:: Work request ::
Every entry must be printed again exactly, with nothing left out.

*** Source data

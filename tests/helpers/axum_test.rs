// ABOUTME: Axum HTTP testing utilities for integration tests
// ABOUTME: Drives the FitCoach router in-process and captures status, headers and body

use axum::{
    body::Body,
    http::{header, HeaderMap, Method, Request, StatusCode},
    Router,
};
use serde::Serialize;
use tower::ServiceExt;

/// Helper to build and execute HTTP requests against Axum routers
pub struct AxumTestRequest {
    method: Method,
    uri: String,
    headers: Vec<(String, String)>,
    body: Option<String>,
}

impl AxumTestRequest {
    fn new(method: Method, uri: &str) -> Self {
        Self {
            method,
            uri: uri.to_owned(),
            headers: Vec::new(),
            body: None,
        }
    }

    /// Create a new GET request
    pub fn get(uri: &str) -> Self {
        Self::new(Method::GET, uri)
    }

    /// Create a new POST request
    pub fn post(uri: &str) -> Self {
        Self::new(Method::POST, uri)
    }

    /// Add a header to the request
    pub fn header(mut self, key: &str, value: &str) -> Self {
        self.headers.push((key.to_owned(), value.to_owned()));
        self
    }

    /// Add JSON body to the request
    pub fn json<T: Serialize>(mut self, data: &T) -> Self {
        self.body = Some(serde_json::to_string(data).expect("Failed to serialize JSON"));
        self.headers.push((
            header::CONTENT_TYPE.as_str().to_owned(),
            "application/json".to_owned(),
        ));
        self
    }

    /// Execute the request against an Axum router
    pub async fn send(self, app: Router) -> AxumTestResponse {
        let mut builder = Request::builder().method(self.method).uri(self.uri);

        for (key, value) in self.headers {
            builder = builder.header(key, value);
        }

        let request = builder
            .body(Body::from(self.body.unwrap_or_default()))
            .expect("Failed to build request");

        let response = app
            .oneshot(request)
            .await
            .expect("Failed to execute request");

        AxumTestResponse::from_response(response).await
    }
}

/// Wrapper around Axum HTTP response for testing
pub struct AxumTestResponse {
    status: StatusCode,
    headers: HeaderMap,
    body: Vec<u8>,
}

impl AxumTestResponse {
    /// Create from response by eagerly reading the body
    async fn from_response(response: axum::http::Response<Body>) -> Self {
        use axum::body::to_bytes;
        let status = response.status();
        let headers = response.headers().clone();
        let body = to_bytes(response.into_body(), usize::MAX)
            .await
            .expect("Failed to read response body")
            .to_vec();
        Self {
            status,
            headers,
            body,
        }
    }

    /// Get the response status code as u16 for easy assertion
    pub const fn status(&self) -> u16 {
        self.status.as_u16()
    }

    /// Header value as a string, if present
    pub fn header(&self, name: &str) -> Option<String> {
        self.headers
            .get(name)
            .and_then(|value| value.to_str().ok())
            .map(ToOwned::to_owned)
    }

    /// Get the response body as a JSON value
    pub fn json<T: serde::de::DeserializeOwned>(self) -> T {
        serde_json::from_slice(&self.body).expect("Failed to deserialize JSON response")
    }

    /// Get the response body as a string
    pub fn text(self) -> String {
        String::from_utf8(self.body).expect("Failed to decode response as UTF-8")
    }

    /// Assert that the status code matches
    pub fn assert_status(self, expected: StatusCode) -> Self {
        assert_eq!(
            self.status, expected,
            "Expected status {}, got {}",
            expected, self.status
        );
        self
    }
}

******

:: Solution to this task ::
filename tests/helpers/axum_test.rs
// ABOUTME: Axum HTTP testing utilities for integration tests
// ABOUTME: Drives the FitCoach router in-process and captures status, headers and body

use axum::{
    body::Body,
    http::{header, HeaderMap, Method, Request, StatusCode},
    Router,
};
use serde::Serialize;
use tower::ServiceExt;

/// Helper to build and execute HTTP requests against Axum routers
pub struct AxumTestRequest {
    method: Method,
    uri: String,
    headers: Vec<(String, String)>,
    body: Option<String>,
}

impl AxumTestRequest {
    fn new(method: Method, uri: &str) -> Self {
        Self {
            method,
            uri: uri.to_owned(),
            headers: Vec::new(),
            body: None,
        }
    }

    /// Create a new GET request
    pub fn get(uri: &str) -> Self {
        Self::new(Method::GET, uri)
    }

    /// Create a new POST request
    pub fn post(uri: &str) -> Self {
        Self::new(Method::POST, uri)
    }

    /// Add a header to the request
    pub fn header(mut self, key: &str, value: &str) -> Self {
        self.headers.push((key.to_owned(), value.to_owned()));
        self
    }

    /// Add JSON body to the request
    pub fn json<T: Serialize>(mut self, data: &T) -> Self {
        self.body = Some(serde_json::to_string(data).expect("Failed to serialize JSON"));
        self.headers.push((
            header::CONTENT_TYPE.as_str().to_owned(),
            "application/json".to_owned(),
        ));
        self
    }

    /// Execute the request against an Axum router
    pub async fn send(self, app: Router) -> AxumTestResponse {
        let mut builder = Request::builder().method(self.method).uri(self.uri);

        for (key, value) in self.headers {
            builder = builder.header(key, value);
        }

        let request = builder
            .body(Body::from(self.body.unwrap_or_default()))
            .expect("Failed to build request");

        let response = app
            .oneshot(request)
            .await
            .expect("Failed to execute request");

        AxumTestResponse::from_response(response).await
    }
}

/// Wrapper around Axum HTTP response for testing
pub struct AxumTestResponse {
    status: StatusCode,
    headers: HeaderMap,
    body: Vec<u8>,
}

impl AxumTestResponse {
    /// Create from response by eagerly reading the body
    async fn from_response(response: axum::http::Response<Body>) -> Self {
        use axum::body::to_bytes;
        let status = response.status();
        let headers = response.headers().clone();
        let body = to_bytes(response.into_body(), usize::MAX)
            .await
            .expect("Failed to read response body")
            .to_vec();
        Self {
            status,
            headers,
            body,
        }
    }

    /// Get the response status code as u16 for easy assertion
    pub const fn status(&self) -> u16 {
        self.status.as_u16()
    }

    /// Header value as a string, if present
    pub fn header(&self, name: &str) -> Option<String> {
        self.headers
            .get(name)
            .and_then(|value| value.to_str().ok())
            .map(ToOwned::to_owned)
    }

    /// Get the response body as a JSON value
    pub fn json<T: serde::de::DeserializeOwned>(self) -> T {
        serde_json::from_slice(&self.body).expect("Failed to deserialize JSON response")
    }

    /// Get the response body as a string
    pub fn text(self) -> String {
        String::from_utf8(self.body).expect("Failed to decode response as UTF-8")
    }

    /// Assert that the status code matches
    pub fn assert_status(self, expected: StatusCode) -> Self {
        assert_eq!(
            self.status, expected,
            "Expected status {}, got {}",
            expected, self.status
        );
        self
    }
}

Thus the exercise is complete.